The role of halogen species in the troposphere

Abstract

While the role of reactive halogen species (e.g. Cl, Br) in the destruction of the stratospheric ozone layer is well known, their role in the troposphere was investigated only since their destructive effect on boundary layer ozone after polar sunrise became obvious. During these ‘Polar Tropospheric Ozone Hole’ events O 3 is completely destroyed in the lowest ≈ 1000 m of the atmosphere on areas of several million square kilometres. Up to now it was assumed that these events were confined to the polar regions during springtime. However, during the last few years significant amounts of BrO and Cl-atoms were also found outside the Arctic and Antarctic boundary layer. Recently even higher BrO mixing ratios (up to 176 ppt) were detected by optical absorption spectroscopy (DOAS) in the Dead Sea basin during summer. In addition, evidence is accumulating that BrO (at levels around 1–2 ppt) is also occurring in the free troposphere at all latitudes.
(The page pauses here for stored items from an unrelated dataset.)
impl DiscoverParams {
  /// Creates parameters querying `name`, with all other values defaulted.
  ///
  /// ## Example
  ///
  /// ```rust
  /// use mdns_discover::{DedupKey, DiscoverParams};
  /// use std::time::Duration;
  ///
  /// let params = DiscoverParams::new("_googlecast._tcp.local");
  /// assert_eq!(params.ty(), None);
  /// assert_eq!(params.key(), DedupKey::Address);
  /// assert_eq!(params.wait(), Duration::from_secs(3));
  /// assert!(!params.quick());
  /// assert!(!params.localhost());
  /// ```
  pub fn new(name: impl Into<SmolStr>) -> Self {
    let mut names = SmallVec::new();
    names.push(name.into());
    Self {
      names,
      ty: None,
      key: DedupKey::Address,
      wait: DEFAULT_WAIT,
      quick: false,
      filter: None,
      localhost: false,
    }
  }

  /// Replaces the queried names.
  ///
  /// ## Example
  ///
  /// ```rust
  /// use mdns_discover::DiscoverParams;
  ///
  /// let params = DiscoverParams::new("_http._tcp.local")
  ///   .with_names(["_ipp._tcp.local", "_printer._tcp.local"]);
  /// assert_eq!(params.names().len(), 2);
  /// ```
  pub fn with_names<I, S>(mut self, names: I) -> Self
  where
    I: IntoIterator<Item = S>,
    S: Into<SmolStr>,
  {
    self.names = names.into_iter().map(Into::into).collect();
    self
  }

  /// Returns the queried names.
  #[inline]
  pub fn names(&self) -> &[SmolStr] {
    &self.names
  }

  /// Sets the query type symbol, e.g. `"PTR"`. Defaults to `ANY`.
  ///
  /// ## Example
  ///
  /// ```rust
  /// use mdns_discover::DiscoverParams;
  ///
  /// let params = DiscoverParams::new("_http._tcp.local").with_type("PTR");
  /// assert_eq!(params.ty(), Some("PTR"));
  /// ```
  #[inline]
  pub fn with_type(mut self, ty: impl Into<SmolStr>) -> Self {
    self.ty = Some(ty.into());
    self
  }

  /// Returns the query type symbol.
  #[inline]
  pub fn ty(&self) -> Option<&str> {
    self.ty.as_deref()
  }

  /// Sets the dedup key. Defaults to [`DedupKey::Address`].
  #[inline]
  pub fn with_key(mut self, key: DedupKey) -> Self {
    self.key = key;
    self
  }

  /// Returns the dedup key.
  #[inline]
  pub const fn key(&self) -> DedupKey {
    self.key
  }

  /// Sets how long to collect replies. Defaults to 3 seconds.
  ///
  /// ## Example
  ///
  /// ```rust
  /// use mdns_discover::DiscoverParams;
  /// use std::time::Duration;
  ///
  /// let params = DiscoverParams::new("_http._tcp.local")
  ///   .with_wait(Duration::from_millis(500));
  /// assert_eq!(params.wait(), Duration::from_millis(500));
  /// ```
  #[inline]
  pub fn with_wait(mut self, wait: Duration) -> Self {
    self.wait = wait;
    self
  }

  /// Returns how long replies are collected.
  #[inline]
  pub const fn wait(&self) -> Duration {
    self.wait
  }

  /// Sets whether to return as soon as one device passes the filter.
  #[inline]
  pub fn with_quick(mut self, quick: bool) -> Self {
    self.quick = quick;
    self
  }

  /// Returns whether to return on the first match.
  #[inline]
  pub const fn quick(&self) -> bool {
    self.quick
  }

  /// Sets the filter applied to every discovered device.
  ///
  /// ## Example
  ///
  /// ```rust
  /// use mdns_discover::{DiscoverParams, Filter};
  ///
  /// let params = DiscoverParams::new("_googlecast._tcp.local")
  ///   .with_filter(Filter::substring("Living Room"));
  /// assert!(params.filter().is_some());
  /// ```
  #[inline]
  pub fn with_filter(mut self, filter: impl Into<Filter>) -> Self {
    self.filter = Some(filter.into());
    self
  }

  /// Returns the filter.
  #[inline]
  pub const fn filter(&self) -> Option<&Filter> {
    self.filter.as_ref()
  }

  /// Sets whether replies sent from this host are accepted.
  #[inline]
  pub fn with_localhost(mut self, localhost: bool) -> Self {
    self.localhost = localhost;
    self
  }

  /// Returns whether replies sent from this host are accepted.
  #[inline]
  pub const fn localhost(&self) -> bool {
    self.localhost
  }

  /// Validates the parameters and encodes the query packet.
  pub(crate) fn query(&self) -> Result<Vec<u8>, ParameterError> {
    if self
      .names
      .iter()
      .any(|n| n.trim_end_matches('.').is_empty())
    {
      return Err(ParameterError::EmptyName);
    }

    compose(self.names.iter(), self.ty.as_deref()).map_err(Into::into)
  }
}

/// A datagram received while monitoring.
#[derive(Debug, Clone)]
pub struct Packet {
  source: SocketAddr,
  message: Arc<Message>,
}

impl Packet {
  /// Returns the sender of the packet.
  #[inline]
  pub const fn source(&self) -> SocketAddr {
    self.source
  }

  /// Returns the parsed packet.
  #[inline]
  pub fn message(&self) -> &Message {
    &self.message
  }
}

/// The state owned by one discovery or monitoring session.
#[derive(Debug, Clone)]
pub(crate) struct SessionContext {
  local_addrs: SmallVec<Ipv4Addr>,
  localhost: bool,
}

impl SessionContext {
  pub(crate) fn new(local_addrs: impl IntoIterator<Item = Ipv4Addr>, localhost: bool) -> Self {
    Self {
      local_addrs: local_addrs.into_iter().collect(),
      localhost,
    }
  }

  fn is_local(&self, ip: &Ipv4Addr) -> bool {
    ip.is_loopback() || self.local_addrs.contains(ip)
  }

  /// Returns the IPv4 source of `msg` if it is an answer: a standard
  /// response, from another host unless localhost traffic is allowed.
  pub(crate) fn accept(&self, msg: &Message, from: SocketAddr) -> Option<Ipv4Addr> {
    let header = msg.header();
    if !header.qr() || header.opcode() != 0 {
      return None;
    }

    let ip = match from {
      SocketAddr::V4(addr) => *addr.ip(),
      SocketAddr::V6(addr) => addr.ip().to_ipv4_mapped()?,
    };

    if !self.localhost && self.is_local(&ip) {
      return None;
    }
    Some(ip)
  }
}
In contrast to the stratosphere, where halogens are released from species, which are very long lived in the troposphere, likely sources of boundary layer Br and Cl are autocatalytic oxidation of sea salt halides (the ‘Bromine Explosion’), while precursors of free tropospheric BrO and coastal IO probably are short-lived organo-halogen species. At the levels suggested by the available measurements reactive halogen species have a profound effect on tropospheric chemistry: In the polar boundary layer during ‘halogen events’ ozone is usually completely lost within hours or days. In the free troposphere the effective O 3-losses due to halogens could be comparable to the known photochemical O 3 destruction. Further interesting consequences include the increase of OH levels and (at low NO X ) the decrease of the HO 2/OH ratio in the free troposphere.